-- Task description --
An exact copy of every record is the expected answer.

-- Data for processing --
=====
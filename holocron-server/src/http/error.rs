//! API error types with IntoResponse
//!
//! Errors are converted to JSON responses of the form
//! `{"error": kind, "message": text, "status": code}`.

use axum::http::StatusCode;
use axum::response::{IntoResponse, Response};
use axum::Json;
use serde_json::json;

use crate::db::DbError;
use crate::models::ValidationError;

/// API error type with automatic HTTP status mapping
#[derive(Debug)]
pub enum ApiError {
    /// Validation failed (400)
    Validation(ValidationError),

    /// Resource not found (404)
    NotFound { resource: &'static str, id: String },

    /// Duplicate favorite or username (400)
    Conflict { message: String },

    /// Database error (500, logged)
    Database(DbError),
}

impl ApiError {
    pub fn status(&self) -> StatusCode {
        match self {
            Self::Validation(_) | Self::Conflict { .. } => StatusCode::BAD_REQUEST,
            Self::NotFound { .. } => StatusCode::NOT_FOUND,
            Self::Database(_) => StatusCode::INTERNAL_SERVER_ERROR,
        }
    }
}

impl IntoResponse for ApiError {
    fn into_response(self) -> Response {
        let status = self.status();
        let (kind, message) = match &self {
            Self::Validation(e) => ("validation_error", e.to_string()),
            Self::NotFound { resource, id } => {
                ("not_found", format!("{} '{}' not found", resource, id))
            }
            Self::Conflict { message } => ("conflict", message.clone()),
            Self::Database(e) => {
                // Log the actual error, return generic message
                tracing::error!("Database error: {}", e);
                ("internal_error", "an internal error occurred".to_owned())
            }
        };

        let body = json!({
            "error": kind,
            "message": message,
            "status": status.as_u16()
        });

        (status, Json(body)).into_response()
    }
}

impl From<ValidationError> for ApiError {
    fn from(e: ValidationError) -> Self {
        Self::Validation(e)
    }
}

impl From<DbError> for ApiError {
    fn from(e: DbError) -> Self {
        match e {
            DbError::NotFound { resource, id } => Self::NotFound { resource, id },
            DbError::Conflict(message) => Self::Conflict { message },
            _ => Self::Database(e),
        }
    }
}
=====
-- Result --
filename holocron-server/src/http/error.rs
//! API error types with IntoResponse
//!
//! Errors are converted to JSON responses of the form
//! `{"error": kind, "message": text, "status": code}`.

use axum::http::StatusCode;
use axum::response::{IntoResponse, Response};
use axum::Json;
use serde_json::json;

use crate::db::DbError;
use crate::models::ValidationError;

/// API error type with automatic HTTP status mapping
#[derive(Debug)]
pub enum ApiError {
    /// Validation failed (400)
    Validation(ValidationError),

    /// Resource not found (404)
    NotFound { resource: &'static str, id: String },

    /// Duplicate favorite or username (400)
    Conflict { message: String },

    /// Database error (500, logged)
    Database(DbError),
}

impl ApiError {
    pub fn status(&self) -> StatusCode {
        match self {
            Self::Validation(_) | Self::Conflict { .. } => StatusCode::BAD_REQUEST,
            Self::NotFound { .. } => StatusCode::NOT_FOUND,
            Self::Database(_) => StatusCode::INTERNAL_SERVER_ERROR,
        }
    }
}

impl IntoResponse for ApiError {
    fn into_response(self) -> Response {
        let status = self.status();
        let (kind, message) = match &self {
            Self::Validation(e) => ("validation_error", e.to_string()),
            Self::NotFound { resource, id } => {
                ("not_found", format!("{} '{}' not found", resource, id))
            }
            Self::Conflict { message } => ("conflict", message.clone()),
            Self::Database(e) => {
                // Log the actual error, return generic message
                tracing::error!("Database error: {}", e);
                ("internal_error", "an internal error occurred".to_owned())
            }
        };

        let body = json!({
            "error": kind,
            "message": message,
            "status": status.as_u16()
        });

        (status, Json(body)).into_response()
    }
}

impl From<ValidationError> for ApiError {
    fn from(e: ValidationError) -> Self {
        Self::Validation(e)
    }
}

impl From<DbError> for ApiError {
    fn from(e: DbError) -> Self {
        match e {
            DbError::NotFound { resource, id } => Self::NotFound { resource, id },
            DbError::Conflict(message) => Self::Conflict { message },
            _ => Self::Database(e),
        }
    }
}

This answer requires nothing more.